Start of Listed entries

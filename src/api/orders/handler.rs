//! Order API Handlers
//!
//! 下单支持两种编码：纯 JSON，或 multipart (银行转账需要附回执文件，
//! `orderData` 字段放 JSON，`receipt` 字段放文件)。

use axum::{
    Json,
    extract::{FromRequest, Multipart, Path, Request, State},
};
use http::StatusCode;
use http::header::CONTENT_TYPE;

use crate::api::require_admin;
use crate::auth::{CurrentUser, OptionalUser};
use crate::core::ServerState;
use crate::db::models::{
    DiscountPreview, DiscountPreviewRequest, Order, OrderCreateRequest, PaymentReceipt,
    StatusUpdateRequest,
};
use crate::storage::ObjectStorage;
use crate::utils::{AppError, AppResult};

/// POST /api/orders/create - 下单 (可选认证，游客可下单)
pub async fn create(
    State(state): State<ServerState>,
    OptionalUser(user): OptionalUser,
    request: Request,
) -> AppResult<(StatusCode, Json<Order>)> {
    let content_type = request
        .headers()
        .get(CONTENT_TYPE)
        .and_then(|v| v.to_str().ok())
        .unwrap_or("")
        .to_string();

    let (payload, receipt) = if content_type.starts_with("multipart/form-data") {
        let multipart = Multipart::from_request(request, &state)
            .await
            .map_err(|e| AppError::Validation(format!("Invalid multipart request: {e}")))?;
        parse_multipart_order(&state, multipart, user.as_ref()).await?
    } else {
        let Json(payload) = Json::<OrderCreateRequest>::from_request(request, &state)
            .await
            .map_err(|e| AppError::Validation(format!("Invalid order payload: {e}")))?;
        (payload, None)
    };

    let order = state
        .order_service()
        .create_order(payload, receipt, user.as_ref())
        .await?;
    Ok((StatusCode::CREATED, Json(order)))
}

/// 解析 multipart 下单请求：`orderData` JSON 字段 + 可选 `receipt` 文件。
/// 回执先进对象存储，订单落库失败时流水线自行补偿库存，存储里的
/// 回执作为孤儿对象留给运维清理 (与金额无关，不影响一致性)。
async fn parse_multipart_order(
    state: &ServerState,
    mut multipart: Multipart,
    user: Option<&CurrentUser>,
) -> AppResult<(OrderCreateRequest, Option<PaymentReceipt>)> {
    let mut payload: Option<OrderCreateRequest> = None;
    let mut receipt: Option<PaymentReceipt> = None;

    while let Some(field) = multipart.next_field().await? {
        match field.name() {
            Some("orderData") => {
                let raw = field.text().await?;
                payload = Some(
                    serde_json::from_str(&raw)
                        .map_err(|e| AppError::Validation(format!("Invalid order data: {e}")))?,
                );
            }
            Some("receipt") => {
                let file_name = field.file_name().map(String::from);
                let bytes = field.bytes().await?;
                let temp = state.storage.spool(&bytes, file_name.as_deref()).await?;
                let folder = format!(
                    "order-payment/{}",
                    user.map(|u| u.id.replace(':', "-"))
                        .unwrap_or_else(|| "guest".to_string())
                );
                let stored = state.storage.upload(&temp, &folder).await?;
                receipt = Some(PaymentReceipt {
                    url: stored.url,
                    public_id: stored.public_id,
                    uploaded: true,
                });
            }
            _ => {}
        }
    }

    let payload = payload
        .ok_or_else(|| AppError::Validation("Missing orderData field".to_string()))?;
    Ok((payload, receipt))
}

/// GET /api/orders/my-orders - 当前用户的订单
pub async fn my_orders(
    State(state): State<ServerState>,
    user: CurrentUser,
) -> AppResult<Json<Vec<Order>>> {
    let orders = state.order_service().orders_for(&user).await?;
    Ok(Json(orders))
}

/// GET /api/orders/details/:order_id - 订单详情 (本人或管理员)
pub async fn details(
    State(state): State<ServerState>,
    user: CurrentUser,
    Path(order_id): Path<String>,
) -> AppResult<Json<Order>> {
    let order = state.order_service().get_order(&order_id, &user).await?;
    Ok(Json(order))
}

/// POST /api/orders/cancel/:order_id - 取消订单 (本人或管理员)
pub async fn cancel(
    State(state): State<ServerState>,
    user: CurrentUser,
    Path(order_id): Path<String>,
) -> AppResult<Json<Order>> {
    let order = state.order_service().cancel(&order_id, &user).await?;
    Ok(Json(order))
}

/// POST /api/orders/calculate-discount - 折扣预览 (无副作用)
pub async fn calculate_discount(
    State(state): State<ServerState>,
    user: CurrentUser,
    Json(payload): Json<DiscountPreviewRequest>,
) -> AppResult<Json<DiscountPreview>> {
    let preview = state.order_service().preview_discount(&user, payload).await?;
    Ok(Json(preview))
}

/// GET /api/orders/all - 全部订单 (管理员)
pub async fn list_all(
    State(state): State<ServerState>,
    user: CurrentUser,
) -> AppResult<Json<Vec<Order>>> {
    require_admin(&user)?;
    let orders = state.order_service().all_orders().await?;
    Ok(Json(orders))
}

/// PUT /api/orders/update-status/:order_id - 更新订单状态 (管理员)
pub async fn update_status(
    State(state): State<ServerState>,
    user: CurrentUser,
    Path(order_id): Path<String>,
    Json(payload): Json<StatusUpdateRequest>,
) -> AppResult<Json<Order>> {
    require_admin(&user)?;
    let order = state
        .order_service()
        .update_status(&order_id, payload)
        .await?;
    Ok(Json(order))
}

End of Listed entries

▸ Activity
The reply should hold only the lines from the beginning of the listing to the line with "let mut receipt: Option<PaymentReceipt>", both ends included, unchanged.

▸ Response box
filename src/api/orders/handler.rs
//! Order API Handlers
//!
//! 下单支持两种编码：纯 JSON，或 multipart (银行转账需要附回执文件，
//! `orderData` 字段放 JSON，`receipt` 字段放文件)。

use axum::{
    Json,
    extract::{FromRequest, Multipart, Path, Request, State},
};
use http::StatusCode;
use http::header::CONTENT_TYPE;

use crate::api::require_admin;
use crate::auth::{CurrentUser, OptionalUser};
use crate::core::ServerState;
use crate::db::models::{
    DiscountPreview, DiscountPreviewRequest, Order, OrderCreateRequest, PaymentReceipt,
    StatusUpdateRequest,
};
use crate::storage::ObjectStorage;
use crate::utils::{AppError, AppResult};

/// POST /api/orders/create - 下单 (可选认证，游客可下单)
pub async fn create(
    State(state): State<ServerState>,
    OptionalUser(user): OptionalUser,
    request: Request,
) -> AppResult<(StatusCode, Json<Order>)> {
    let content_type = request
        .headers()
        .get(CONTENT_TYPE)
        .and_then(|v| v.to_str().ok())
        .unwrap_or("")
        .to_string();

    let (payload, receipt) = if content_type.starts_with("multipart/form-data") {
        let multipart = Multipart::from_request(request, &state)
            .await
            .map_err(|e| AppError::Validation(format!("Invalid multipart request: {e}")))?;
        parse_multipart_order(&state, multipart, user.as_ref()).await?
    } else {
        let Json(payload) = Json::<OrderCreateRequest>::from_request(request, &state)
            .await
            .map_err(|e| AppError::Validation(format!("Invalid order payload: {e}")))?;
        (payload, None)
    };

    let order = state
        .order_service()
        .create_order(payload, receipt, user.as_ref())
        .await?;
    Ok((StatusCode::CREATED, Json(order)))
}

/// 解析 multipart 下单请求：`orderData` JSON 字段 + 可选 `receipt` 文件。
/// 回执先进对象存储，订单落库失败时流水线自行补偿库存，存储里的
/// 回执作为孤儿对象留给运维清理 (与金额无关，不影响一致性)。
async fn parse_multipart_order(
    state: &ServerState,
    mut multipart: Multipart,
    user: Option<&CurrentUser>,
) -> AppResult<(OrderCreateRequest, Option<PaymentReceipt>)> {
    let mut payload: Option<OrderCreateRequest> = None;
    let mut receipt: Option<PaymentReceipt> = None;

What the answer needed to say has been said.